Thirty-seven healthy women were fed two diets. Both diets contained a reduced amount of total and saturated fat. In addition, one diet was low in vegetables and the other was high in vegetables, berries, and fruit. The dietary intake of total fat was 70 g per day at baseline and decreased to 56 g (low-fat, low-vegetable diet) and to 59 g (low-fat, high-vegetable diet). The saturated fat intake decreased from 28 g to 20 g and to 19 g, and the amount of polyunsaturated fat intake increased from 11 g to 13 g and to 19 g (baseline; low-fat, low-vegetable; low-fat, high-vegetable; respectively). The amount of oxidized LDL in plasma was determined as the content of oxidized phospholipid per ApoB-100 using a monoclonal antibody EO6 (OxLDL-EO6). The median plasma OxLDL-EO6 increased by 27% (P<0.01) in response to the low-fat, low-vegetable diet and 19% (P<0.01) in response to the low-fat, high-vegetable diet. Also, the Lp(a) concentration was increased by 7% (P<0.01) and 9% (P=0.01), respectively.
Alterations in the dietary fat intake resulted in increased plasma concentrations of lipoprotein(a) and OxLDL-EO6.
Changes in lipoprotein(a), oxidized phospholipids, and LDL subclasses with a low-fat high-carbohydrate diet
Nastaran Faghihnia, Sotirios Tsimikas, [...], and Ronald M. Krauss
Low-fat diets have been shown to increase plasma concentrations of lipoprotein(a) [Lp(a)], a preferential lipoprotein carrier of oxidized phospholipids (OxPLs) in plasma, as well as small dense LDL particles.

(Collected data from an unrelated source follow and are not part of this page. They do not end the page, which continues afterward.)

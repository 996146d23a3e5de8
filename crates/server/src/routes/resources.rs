//! list-all / upsert-one / batch-sync handlers, generic over the resource kind.
use axum::{extract::rejection::JsonRejection, extract::State, routing::get, routing::post, Json, Router};
use common::types::Message;
use models::resource::{IdStrategy, Resource};
use sea_orm::IntoActiveModel;
use service::resource as store;
use tracing::info;
use utoipa::openapi::path::{OperationBuilder, PathItem, PathItemType};
use utoipa::openapi::{OpenApi, Response};

use crate::errors::JsonApiError;
use crate::state::AppState;

pub async fn list<R>(State(state): State<AppState>) -> Result<Json<Vec<R::Record>>, JsonApiError>
where
    R: Resource,
{
    let records = store::list_all::<R>(&state.db).await?;
    Ok(Json(records))
}

pub async fn upsert<R>(
    State(state): State<AppState>,
    payload: Result<Json<R::Record>, JsonRejection>,
) -> Result<Json<Message>, JsonApiError>
where
    R: Resource,
    R::Model: IntoActiveModel<R::ActiveModel>,
    R::ActiveModel: Send + Sync,
{
    let Json(record) = payload?;
    store::upsert_one::<R>(&state.db, record).await?;
    Ok(Json(Message::new("Saved successfully")))
}

pub async fn batch<R>(
    State(state): State<AppState>,
    payload: Result<Json<Vec<R::Record>>, JsonRejection>,
) -> Result<Json<Message>, JsonApiError>
where
    R: Resource,
    R::Model: IntoActiveModel<R::ActiveModel>,
    R::ActiveModel: Send + Sync,
{
    let Json(records) = payload?;
    let count = store::batch_sync::<R>(&state.db, records).await?;
    info!(kind = R::NAME, count, "batch synced");
    Ok(Json(Message::new(R::batch_message())))
}

/// Mount `/api/v1/<kind>/` and `/api/v1/<kind>/batch`, and describe them in `doc`.
pub fn mount<R>(router: Router<AppState>, doc: &mut OpenApi) -> Router<AppState>
where
    R: Resource,
    R::Model: IntoActiveModel<R::ActiveModel>,
    R::ActiveModel: Send + Sync,
{
    let base = format!("/api/v1/{}", R::NAME);
    describe::<R>(doc, &base);
    router
        .route(&base, get(list::<R>).post(upsert::<R>))
        .route(&format!("{base}/"), get(list::<R>).post(upsert::<R>))
        .route(&format!("{base}/batch"), post(batch::<R>))
}

fn describe<R: Resource>(doc: &mut OpenApi, base: &str) {
    let list = OperationBuilder::new()
        .tag(R::NAME)
        .summary(Some(format!("List all {}", R::LABEL.to_lowercase())))
        .response("200", Response::new("Every stored record"))
        .response("503", Response::new("Store unavailable"))
        .build();
    let upsert = OperationBuilder::new()
        .tag(R::NAME)
        .summary(Some("Create or fully replace one record"))
        .description(Some(match R::ID_STRATEGY {
            IdStrategy::CallerSupplied => "`id` is required; a record with the same `id` is replaced.",
            IdStrategy::Generated => "`id` may be omitted; the store assigns one.",
        }))
        .response("200", Response::new("Saved successfully"))
        .response("400", Response::new("Validation Error"))
        .build();
    let batch = OperationBuilder::new()
        .tag(R::NAME)
        .summary(Some(format!("Batch sync ({:?})", R::BATCH_POLICY)))
        .response("200", Response::new(R::batch_message()))
        .response("400", Response::new("Validation Error, nothing written"))
        .build();

    let mut item = PathItem::new(PathItemType::Get, list);
    item.operations.insert(PathItemType::Post, upsert);
    doc.paths.paths.insert(format!("{base}/"), item);
    doc.paths.paths.insert(format!("{base}/batch"), PathItem::new(PathItemType::Post, batch));
}
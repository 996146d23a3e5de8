use axum::{
    extract::{rejection::JsonRejection, Path, State},
    http::StatusCode,
    Json,
};
use models::user::{NewUser, User};
use service::user_service;
use tracing::info;

use crate::errors::JsonApiError;
use crate::state::AppState;

/// Get-or-create a Telegram user.
#[utoipa::path(
    post, path = "/api/v1/users/register", tag = "users",
    request_body = crate::openapi::NewUserDoc,
    responses(
        (status = 201, description = "Created", body = crate::openapi::UserDoc),
        (status = 200, description = "Already registered", body = crate::openapi::UserDoc),
        (status = 400, description = "Validation Error")
    )
)]
pub async fn register(
    State(state): State<AppState>,
    payload: Result<Json<NewUser>, JsonRejection>,
) -> Result<(StatusCode, Json<User>), JsonApiError> {
    let Json(new_user) = payload?;
    if new_user.telegram_id.trim().is_empty() {
        return Err(JsonApiError::bad_request("telegram_id required"));
    }
    let (user, created) = user_service::register(&state.db, new_user).await?;
    if created {
        info!(telegram_id = %user.telegram_id, "new telegram user");
        Ok((StatusCode::CREATED, Json(user)))
    } else {
        Ok((StatusCode::OK, Json(user)))
    }
}

#[utoipa::path(
    get, path = "/api/v1/users/{telegram_id}", tag = "users",
    params(("telegram_id" = String, Path, description = "Telegram user id")),
    responses(
        (status = 200, description = "Found", body = crate::openapi::UserDoc),
        (status = 404, description = "User not found")
    )
)]
pub async fn get_user(
    State(state): State<AppState>,
    Path(telegram_id): Path<String>,
) -> Result<Json<User>, JsonApiError> {
    let user = user_service::get_by_telegram_id(&state.db, &telegram_id).await?;
    Ok(Json(user))
}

We sought to determine whether increases in plasma Lp(a) induced by a low-fat high-carbohydrate (LFHC) diet are related to changes in OxPL and LDL subclasses. We studied 63 healthy subjects after 4 weeks of consuming, in random order, a high-fat low-carbohydrate (HFLC) diet and a LFHC diet. Plasma concentrations of Lp(a) (P < 0.01), OxPL/apolipoprotein (apo)B (P < 0.005), and OxPL-apo(a) (P < 0.05) were significantly higher on the LFHC diet compared with the HFLC diet whereas LDL peak particle size was significantly smaller (P < 0.0001). Diet-induced changes in Lp(a) were strongly correlated with changes in OxPL/apoB (P < 0.0001). The increases in plasma Lp(a) levels after the LFHC diet were also correlated with decreases in medium LDL particles (P < 0.01) and increases in very small LDL particles (P < 0.05). These results demonstrate that induction of increased levels of Lp(a) by an LFHC diet is associated with increases in OxPLs and with changes in LDL subclass distribution that may reflect altered metabolism of Lp(a) particles.

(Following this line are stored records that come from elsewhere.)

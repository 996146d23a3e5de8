use std::path::{Path, PathBuf};

use anyhow::{anyhow, Context, Result};
use serde::Deserialize;

pub const DEFAULT_DATABASE_URL: &str = "sqlite://data/remont.db?mode=rwc";
pub const DEFAULT_CONFIG_PATH: &str = "config.toml";
/// URL path the static directory is served under.
pub const STATIC_MOUNT: &str = "/static";

#[derive(Debug, Clone, Deserialize, Default)]
pub struct AppConfig {
    #[serde(default)]
    pub server: ServerConfig,
    #[serde(default)]
    pub database: DatabaseConfig,
    #[serde(default)]
    pub media: MediaConfig,
}

#[derive(Debug, Clone, Deserialize)]
pub struct ServerConfig {
    pub host: String,
    pub port: u16,
    #[serde(default)]
    pub worker_threads: Option<usize>,
}

impl Default for ServerConfig {
    fn default() -> Self {
        Self { host: "127.0.0.1".into(), port: 8000, worker_threads: Some(4) }
    }
}

#[derive(Debug, Clone, Deserialize)]
pub struct DatabaseConfig {
    #[serde(default)]
    pub url: String,
    #[serde(default = "default_max_connections")]
    pub max_connections: u32,
    #[serde(default = "default_min_connections")]
    pub min_connections: u32,
    #[serde(default = "default_connect_timeout")]
    pub connect_timeout_secs: u64,
    #[serde(default = "default_idle_timeout")]
    pub idle_timeout_secs: u64,
    #[serde(default = "default_max_lifetime")]
    pub max_lifetime_secs: u64,
    #[serde(default = "default_acquire_timeout")]
    pub acquire_timeout_secs: u64,
    #[serde(default)]
    pub sqlx_logging: bool,
}

impl Default for DatabaseConfig {
    fn default() -> Self {
        Self {
            url: String::new(),
            max_connections: default_max_connections(),
            min_connections: default_min_connections(),
            connect_timeout_secs: default_connect_timeout(),
            idle_timeout_secs: default_idle_timeout(),
            max_lifetime_secs: default_max_lifetime(),
            acquire_timeout_secs: default_acquire_timeout(),
            sqlx_logging: false,
        }
    }
}

fn default_max_connections() -> u32 { 10 }
fn default_min_connections() -> u32 { 1 }
fn default_connect_timeout() -> u64 { 30 }
fn default_idle_timeout() -> u64 { 600 }
fn default_max_lifetime() -> u64 { 3600 }
fn default_acquire_timeout() -> u64 { 30 }

/// Where uploaded media lands on disk and how it is addressed publicly.
#[derive(Debug, Clone, Deserialize)]
pub struct MediaConfig {
    #[serde(default = "default_static_dir")]
    pub static_dir: String,
    #[serde(default = "default_upload_dir")]
    pub upload_dir: String,
    #[serde(default = "default_public_prefix")]
    pub public_prefix: String,
    #[serde(default = "default_max_upload_bytes")]
    pub max_upload_bytes: usize,
}

impl Default for MediaConfig {
    fn default() -> Self {
        Self {
            static_dir: default_static_dir(),
            upload_dir: default_upload_dir(),
            public_prefix: default_public_prefix(),
            max_upload_bytes: default_max_upload_bytes(),
        }
    }
}

fn default_static_dir() -> String { "static".into() }
fn default_upload_dir() -> String { "static/uploads".into() }
fn default_public_prefix() -> String { "/static/uploads".into() }
fn default_max_upload_bytes() -> usize { 100 * 1024 * 1024 }

pub fn load_from_file(path: &str) -> Result<AppConfig> {
    let content = std::fs::read_to_string(path)?;
    let cfg: AppConfig = toml::from_str(&content).with_context(|| format!("invalid config file {path}"))?;
    Ok(cfg)
}

/// `explicit` (from `CONFIG_PATH`) must load. Without it only a missing `fallback`
/// file drops to defaults plus environment; a broken one is an error.
fn load_file_or_env(explicit: Option<&str>, fallback: &str) -> Result<AppConfig> {
    if let Some(path) = explicit {
        return load_from_file(path).with_context(|| format!("cannot load CONFIG_PATH={path}"));
    }
    match load_from_file(fallback) {
        Ok(cfg) => Ok(cfg),
        Err(e) if is_not_found(&e) => Ok(AppConfig::from_env()),
        Err(e) => Err(e.context(format!("cannot load {fallback}"))),
    }
}

fn is_not_found(e: &anyhow::Error) -> bool {
    e.downcast_ref::<std::io::Error>()
        .is_some_and(|io| io.kind() == std::io::ErrorKind::NotFound)
}

impl AppConfig {
    /// `CONFIG_PATH` or `config.toml` if present, otherwise defaults plus environment variables.
    pub fn load_or_env() -> Result<Self> {
        let explicit = std::env::var("CONFIG_PATH").ok();
        let mut cfg = load_file_or_env(explicit.as_deref(), DEFAULT_CONFIG_PATH)?;
        cfg.normalize_and_validate()?;
        Ok(cfg)
    }

    pub fn from_env() -> Self {
        let mut cfg = Self::default();
        if let Ok(host) = std::env::var("SERVER_HOST") {
            cfg.server.host = host;
        }
        if let Some(port) = std::env::var("SERVER_PORT").ok().and_then(|p| p.parse::<u16>().ok()) {
            cfg.server.port = port;
        }
        cfg.server.worker_threads = std::env::var("TOKIO_WORKER_THREADS")
            .ok()
            .and_then(|v| v.parse::<usize>().ok());
        cfg
    }

    pub fn normalize_and_validate(&mut self) -> Result<()> {
        // 归一化 server
        self.server.normalize()?;
        // database：TOML 未给 URL 时从环境变量 DATABASE_URL 填充，最后回落到本地 SQLite
        self.database.normalize_from_env();
        self.database.validate()?;
        self.media.validate()?;
        Ok(())
    }
}

impl ServerConfig {
    fn normalize(&mut self) -> Result<()> {
        if self.host.trim().is_empty() {
            self.host = "127.0.0.1".to_string();
        }
        if self.port == 0 {
            return Err(anyhow!("server.port must be in 1..=65535"));
        }
        match self.worker_threads {
            Some(w) if w > 0 => {}
            _ => self.worker_threads = Some(4),
        }
        Ok(())
    }
}

impl DatabaseConfig {
    pub fn normalize_from_env(&mut self) {
        if self.url.trim().is_empty() {
            self.url = std::env::var("DATABASE_URL").unwrap_or_else(|_| DEFAULT_DATABASE_URL.to_string());
        }
    }

    pub fn validate(&self) -> Result<()> {
        if self.url.trim().is_empty() {
            return Err(anyhow!("database.url is empty; set it in config.toml or DATABASE_URL"));
        }
        let lower = self.url.to_lowercase();
        if !(lower.starts_with("postgresql://") || lower.starts_with("postgres://") || lower.starts_with("sqlite:")) {
            return Err(anyhow!("database.url must start with postgres://, postgresql:// or sqlite:"));
        }
        if self.min_connections == 0 {
            return Err(anyhow!("database.min_connections must be >= 1"));
        }
        if self.max_connections < self.min_connections {
            return Err(anyhow!("database.max_connections must be >= min_connections"));
        }
        if self.connect_timeout_secs == 0 || self.acquire_timeout_secs == 0 {
            return Err(anyhow!("database timeouts must be positive seconds"));
        }
        Ok(())
    }

    /// Parent directory of a file-backed SQLite database; `None` for Postgres and in-memory URLs.
    pub fn sqlite_data_dir(&self) -> Option<PathBuf> {
        let rest = self.url.strip_prefix("sqlite://").or_else(|| self.url.strip_prefix("sqlite:"))?;
        let file = rest.split('?').next().unwrap_or_default();
        if file.is_empty() || file == ":memory:" {
            return None;
        }
        let parent = Path::new(file).parent()?;
        if parent.as_os_str().is_empty() {
            return None;
        }
        Some(parent.to_path_buf())
    }
}

impl MediaConfig {
    pub fn validate(&self) -> Result<()> {
        if self.upload_dir.trim().is_empty() {
            return Err(anyhow!("media.upload_dir is empty"));
        }
        if !self.public_prefix.starts_with('/') {
            return Err(anyhow!("media.public_prefix must start with '/'"));
        }
        if self.max_upload_bytes == 0 {
            return Err(anyhow!("media.max_upload_bytes must be > 0"));
        }
        // 上传文件经 STATIC_MOUNT 对外提供，返回的 URL 必须能取回文件
        let relative = Path::new(&self.upload_dir)
            .strip_prefix(&self.static_dir)
            .map_err(|_| anyhow!("media.upload_dir must be inside media.static_dir"))?;
        let expected = relative.components().fold(STATIC_MOUNT.to_string(), |mut url, part| {
            url.push('/');
            url.push_str(&part.as_os_str().to_string_lossy());
            url
        });
        if self.public_prefix.trim_end_matches('/') != expected {
            return Err(anyhow!("media.public_prefix must be {expected} for upload_dir {}", self.upload_dir));
        }
        Ok(())
    }
}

Effects of physical activity and diet on lipoprotein(a).
Mackinnon LT, Hubinger L, Lepre F.
Department of Human Movement Studies and Medicine, University of Queensland, Brisbane, Australia. email@example.com
Lipoprotein(a) [Lp(a)] represents a class of lipoproteins with some structural similarity to low density lipoprotein (LDL), but containing a unique apoprotein, apoprotein(a). First reported in 1963, Lp(a) is now considered to have an independent role in the development of atherosclerotic lesions. The level of Lp(a) in the blood is under strong genetic influence and does not appear to be alterable by lifestyle factors known to influence other lipoproteins. Regular moderate exercise has been shown to favorably alter other lipoproteins, and recent attention has focused on whether Lp(a) level can be influenced by physical activity. Current data from cross-sectional and intervention studies show little effect of moderate exercise on serum Lp(a) concentration. One possible exception may be an elevation of serum Lp(a) concentration in adult endurance and power athletes who exercise intensely on a daily basis. However, not all studies have taken into account possible racial or ethnic differences in Lp(a) concentrations and the skewed distribution observed within most populations. Standard dietary intervention such as a low fat diet recommended for weight loss and control of other blood lipids has little effect on serum Lp(a) level. At present, serum Lp(a) concentration does not appear to be significantly altered by realistic dietary changes and moderate physical activity as recommended for health. The synergistic effect on cardiovascular disease risk when both LDL-cholesterol and Lp(a) are elevated highlight the importance of attending to those risk factors that can be modified by exercise and other lifestyle changes.